FourFourTwo’s 100 most influential people in football right now: 40-31

Moving on up with one of the most powerful women in European football, the bloke who hired Pep Guardiola twice and nobody's favourite media mogul

Words: Michael Yokhin, Seb Stafford-Bloor, Mike Holden, Amit Katwala, Jeff Kassouf, Emyr Price.

40. Nathalie Boy de la Tour

Boy de la Tour's election as president of France's Ligue de Football Professionnel in November 2016 offers hope to women who want to take their share in management of the most popular sport.

The 48-year-old – the first ever woman to hold the post – might have been fortunate given unusual political circumstances, and claimed that even she was surprised to win, but now intends to lead French football forward and stay in the job for four years at least. "Football is not a macho or misogynistic world as one can imagine," Boy de la Tour said.

She might be pioneering in introducing technology to help referees, and has made it one of her top priorities. "We want to constantly improve, and using video replays seems essential because it brings fairness and sporting justice. 90 per cent of the fans want it to be implemented," she claimed. Tests might be introduced in the French League Cup as early as 2018. MY

39. Ivan Gazidis

Mr Catalyst for Change – whatever that means. Gazidis is Arsenal’s chief executive and, given the current climate, there isn’t a more scrutinised role in English football.

Often charged as being an apologist for Arsene Wenger, he is in the middle of  the “extend or not to extend” bore-a-thon which has long burned the enthusiasm from hearts far and wide. He’s also in the unenviable position of not being able to make any kind of comment (or decision) without significantly displeasing a large proportion of the club’s supporters – and quite possibly, Wenger himself.

Whatever the outcome, Gazidis will ultimately be responsible for the manner in which Arsenal attempt to climb back from this season’s galling failure. The Premier League has never looked a realistic possibility, local superiority over Tottenham has gone, and the manner in which the club recalibrates its football operation will, in part, be defined by him. That’s if he’s still around to lead the way, amid reports of big job offers from America. SSB

38. Javier Tebas

When he’s not being heckled by Gerard Pique about questionable refereeing decisions, Javier Tebas considers it his mission to clean up the image of Spain's domestic game.

A self-confessed Real Madrid fan since childhood, his experience for the role of league president is unquestionable after a quarter of century spent working in the boardroom of 11 different clubs and three terms served as vice-president.

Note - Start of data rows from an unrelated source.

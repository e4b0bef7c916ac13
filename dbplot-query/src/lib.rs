pub mod bin_spec;
pub mod binning;
pub mod column;
pub mod error;
pub mod histogram;
pub mod roc;
pub mod rows;
pub mod scatter;
pub mod source;
pub mod sql;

Tebas landed the top job in April 2013 with the league embroiled in a match-fixing scandal, and the tenacity with which he has tackled the issue of maletines (little briefcases) can only be applauded. To what extent the culture of third-party incentive payments has been eradicated is unclear, but the changing climate of intolerance towards the practice is a firm step in the right direction.

The spiral is being reversed and the integrity of the Primera Division can only benefit. MH

37. Txiki Begiristain

One decision has shaped Begiristain’s career above all others and, fair play, it was certainly a ballsy one.

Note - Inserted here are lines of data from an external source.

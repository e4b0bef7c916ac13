//! SQL text generation, normalisation and execution.
//!
//! Queries are assembled as text with every identifier quoted, parsed with
//! `sqlparser` to reject anything malformed before it reaches the engine, and the
//! normalised statement is what gets logged, echoed and executed.

use crate::bin_spec::BinSpec;
use crate::column::SqlCast;
use crate::error::{DbPlotQueryError, Result};
use arrow::record_batch::RecordBatch;
use datafusion::prelude::SessionContext;
use sqlparser::ast::{Ident, Statement};
use sqlparser::dialect::GenericDialect;
use sqlparser::parser::Parser;
use tracing::{debug, trace};

/// Alias every source relation is bound to
pub(crate) const SRC: &str = "src";

pub(crate) fn quote_ident(name: &str) -> String {
    Ident::with_quote('"', name).to_string()
}

/// Float literal that always carries a decimal point or exponent, so the
/// engine types it as DOUBLE
pub(crate) fn float_lit(v: f64) -> String {
    format!("{v:?}")
}

/// `src."column"`, optionally wrapped in the requested cast
pub(crate) fn value_expr(column: &str, cast: Option<SqlCast>) -> String {
    let col = format!("{SRC}.{}", quote_ident(column));
    match cast {
        Some(cast) => format!("CAST({col} AS {cast})"),
        None => col,
    }
}

pub(crate) fn as_double(expr: &str) -> String {
    format!("CAST({expr} AS DOUBLE)")
}

const NANOS_PER_SECOND: f64 = 1e9;

/// Seconds since the epoch of a date or timestamp expression, as a DOUBLE.
/// Differences of these stay finite across the whole timestamp range.
pub(crate) fn epoch_seconds(expr: &str) -> String {
    let nanos = format!("CAST(CAST({expr} AS TIMESTAMP) AS BIGINT)");
    format!("{} / {}", as_double(&nanos), float_lit(NANOS_PER_SECOND))
}

/// Timestamp at DOUBLE epoch seconds `seconds`, rounded to the nanosecond
pub(crate) fn timestamp_from_seconds(seconds: &str) -> String {
    format!(
        "to_timestamp_nanos(CAST(round(({seconds}) * {}) AS BIGINT))",
        float_lit(NANOS_PER_SECOND)
    )
}

/// SQL fragments that assign a value to a bin given the min and max of its column.
///
/// The operation order matches [`crate::binning::Binning`].
#[derive(Debug, Clone)]
pub(crate) struct BinExprs {
    min: String,
    max: String,
    count: Option<String>,
    width: Option<String>,
}

impl BinExprs {
    pub fn new(min: impl Into<String>, max: impl Into<String>, spec: &BinSpec) -> Result<Self> {
        let (count, width) = match (spec, spec.width_value()) {
            (BinSpec::Count(n), _) => (Some(float_lit(*n as f64)), None),
            (_, Some(w)) => (None, Some(float_lit(w))),
            (_, None) => return Err(DbPlotQueryError::invalid("bin width out of range")),
        };
        Ok(Self {
            min: min.into(),
            max: max.into(),
            count,
            width,
        })
    }

    fn span(&self) -> String {
        let (min, max) = (&self.min, &self.max);
        format!("CASE WHEN {max} > {min} THEN {max} - {min} ELSE 1.0 END")
    }

    /// Number of bins as a DOUBLE expression
    pub fn nbins(&self) -> String {
        match (&self.count, &self.width) {
            (Some(n), _) => n.clone(),
            (None, Some(w)) => {
                let (min, max) = (&self.min, &self.max);
                format!("CASE WHEN {max} > {min} THEN ceil(({max} - {min}) / {w}) ELSE 1.0 END")
            }
            (None, None) => "1.0".to_string(),
        }
    }

    /// Bin index of `value` as a DOUBLE; the maximum folds into the last bin and
    /// NULL stays NULL
    pub fn index(&self, value: &str) -> String {
        let min = &self.min;
        let raw = match (&self.count, &self.width) {
            (Some(n), _) => format!("floor(({value} - {min}) / {} * {n})", self.span()),
            (None, Some(w)) => format!("floor(({value} - {min}) / {w})"),
            (None, None) => "0.0".to_string(),
        };
        let nbins = self.nbins();
        format!("CASE WHEN {raw} >= {nbins} THEN {nbins} - 1.0 ELSE {raw} END")
    }

    /// Left edge of the bin with DOUBLE index `index`
    pub fn left_edge(&self, index: &str) -> String {
        let min = &self.min;
        match (&self.count, &self.width) {
            (Some(n), _) => format!("{index} / {n} * {} + {min}", self.span()),
            (None, Some(w)) => format!("{index} * {w} + {min}"),
            (None, None) => min.clone(),
        }
    }
}

/// Parse a single SELECT statement and return its normalised text
pub fn normalize_query(sql: &str) -> Result<String> {
    let statements = Parser::parse_sql(&GenericDialect {}, sql)?;
    match statements.as_slice() {
        [statement @ Statement::Query(_)] => Ok(statement.to_string()),
        _ => Err(DbPlotQueryError::invalid(format!(
            "expected a single SELECT statement, got `{sql}`"
        ))),
    }
}

#[tracing::instrument(skip_all)]
pub(crate) async fn collect_sql(ctx: &SessionContext, sql: &str) -> Result<Vec<RecordBatch>> {
    debug!(%sql, "executing aggregation query");
    let batches = ctx.sql(sql).await?.collect().await?;
    trace!(
        rows = batches.iter().map(|b| b.num_rows()).sum::<usize>(),
        "aggregation query finished"
    );
    Ok(batches)
}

The appointment of Pep Guardiola as Barcelona boss in the summer of 2008 – ignoring Jose Mourinho’s application in the process – was risky to say the least. But it reaped huge dividends for all concerned, and it’s hardly a secret that Begiristain landed the sporting director’s role at Manchester City in August 2012 on the promise of his ability to attract Guardiola to the club one day.

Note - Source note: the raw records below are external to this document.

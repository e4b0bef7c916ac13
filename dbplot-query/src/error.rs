use arrow::datatypes::DataType;
use arrow::error::ArrowError;
use datafusion::error::DataFusionError;
use sqlparser::parser::ParserError;
use thiserror::Error;

#[derive(Error, Debug)]
pub enum DbPlotQueryError {
    #[error("Invalid parameter: {0}")]
    InvalidParameter(String),

    #[error("Column `{column}` has unsupported type {data_type}")]
    UnsupportedColumnType { column: String, data_type: DataType },

    #[error("Column not found: `{0}`")]
    ColumnNotFound(String),

    #[error("Unexpected query result: {0}")]
    UnexpectedResult(String),

    #[error("DataFusion error: `{0}`")]
    DataFusionError(#[from] DataFusionError),

    #[error("Arrow error: `{0}`")]
    ArrowError(#[from] ArrowError),

    #[error("SQL parser error: `{0}`")]
    SqlParserError(#[from] ParserError),
}

impl DbPlotQueryError {
    pub fn invalid(msg: impl Into<String>) -> Self {
        Self::InvalidParameter(msg.into())
    }
}

pub type Result<T> = std::result::Result<T, DbPlotQueryError>;
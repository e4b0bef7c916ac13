#![allow(dead_code)]

use datafusion::prelude::SessionContext;
use dbplot_chart::error::DbPlotChartError;
use dbplot_scenegraph::marks::mark::SceneMark;
use dbplot_scenegraph::marks::rect::SceneRectMark;
use dbplot_scenegraph::marks::symbol::SceneSymbolMark;
use dbplot_scenegraph::scene_graph::SceneGraph;

/// Register the rows of `select` as table `name`
pub async fn create_table(
    ctx: &SessionContext,
    name: &str,
    select: &str,
) -> Result<(), DbPlotChartError> {
    ctx.sql(&format!("CREATE TABLE {name} AS {select}"))
        .await
        .map_err(dbplot_query::error::DbPlotQueryError::from)?
        .collect()
        .await
        .map_err(dbplot_query::error::DbPlotQueryError::from)?;
    Ok(())
}

pub fn rect<'a>(graph: &'a SceneGraph, name: &str) -> &'a SceneRectMark {
    match graph.get_mark(name) {
        Some(SceneMark::Rect(mark)) => mark,
        other => panic!("expected rect mark `{name}`, got {other:?}"),
    }
}

pub fn symbol<'a>(graph: &'a SceneGraph, name: &str) -> &'a SceneSymbolMark {
    match graph.get_mark(name) {
        Some(SceneMark::Symbol(mark)) => mark,
        other => panic!("expected symbol mark `{name}`, got {other:?}"),
    }
}
//! Column classification and explicit casts

use crate::error::{DbPlotQueryError, Result};
use arrow::datatypes::{DataType, TimeUnit};
use serde::{Deserialize, Serialize};
use strum::{Display, EnumString};

/// How a column is aggregated: grouped by value, or binned over its range
#[derive(Debug, Clone, Copy, PartialEq, Eq, Hash, Serialize, Deserialize)]
#[serde(rename_all = "snake_case")]
pub enum ColumnKind {
    Categorical,
    Numeric,
    Temporal,
}

impl ColumnKind {
    pub fn from_data_type(column: &str, data_type: &DataType) -> Result<Self> {
        use DataType::*;
        Ok(match data_type {
            Null | Boolean | Utf8 | LargeUtf8 | Utf8View => ColumnKind::Categorical,
            Int8 | Int16 | Int32 | Int64 | UInt8 | UInt16 | UInt32 | UInt64 | Float16
            | Float32 | Float64 | Decimal128(_, _) | Decimal256(_, _) => ColumnKind::Numeric,
            Date32 | Date64 | Timestamp(_, _) => ColumnKind::Temporal,
            Dictionary(_, value_type) => Self::from_data_type(column, value_type)?,
            _ => {
                return Err(DbPlotQueryError::UnsupportedColumnType {
                    column: column.to_string(),
                    data_type: data_type.clone(),
                })
            }
        })
    }

    pub fn is_binned(&self) -> bool {
        !matches!(self, ColumnKind::Categorical)
    }
}

/// SQL type a column is cast to before it is classified and aggregated
#[derive(
    Debug, Clone, Copy, PartialEq, Eq, Hash, Serialize, Deserialize, Display, EnumString,
)]
#[serde(rename_all = "snake_case")]
#[strum(serialize_all = "UPPERCASE", ascii_case_insensitive)]
pub enum SqlCast {
    Double,
    BigInt,
    Varchar,
    Date,
    Timestamp,
}

impl SqlCast {
    /// Arrow type DataFusion produces for `CAST(.. AS <self>)`
    pub fn data_type(&self) -> DataType {
        match self {
            SqlCast::Double => DataType::Float64,
            SqlCast::BigInt => DataType::Int64,
            SqlCast::Varchar => DataType::Utf8,
            SqlCast::Date => DataType::Date32,
            SqlCast::Timestamp => DataType::Timestamp(TimeUnit::Nanosecond, None),
        }
    }

    pub fn kind(&self) -> ColumnKind {
        match self {
            SqlCast::Double | SqlCast::BigInt => ColumnKind::Numeric,
            SqlCast::Varchar => ColumnKind::Categorical,
            SqlCast::Date | SqlCast::Timestamp => ColumnKind::Temporal,
        }
    }
}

Begiristain’s record in charge of transfers at the Etihad is suspect to say the least – just as it had been previously with Barça – but that bond with his former team-mate trumps everything. They share a vision on how the game should be played, stemming from their days together under Johan Cruyff, and it creates a level of trust and understanding that enables Guardiola to go about his business free of frustration. MH

36. Twitter

In the dark days before the advent of social media, if you wanted to know what a footballer ate for lunch, you’d have had to follow them to the pub (only to find out that it was probably chips). Now players can share photos and opinions from the team bus to the dressing room – and Twitter can be both a gift and a curse for them.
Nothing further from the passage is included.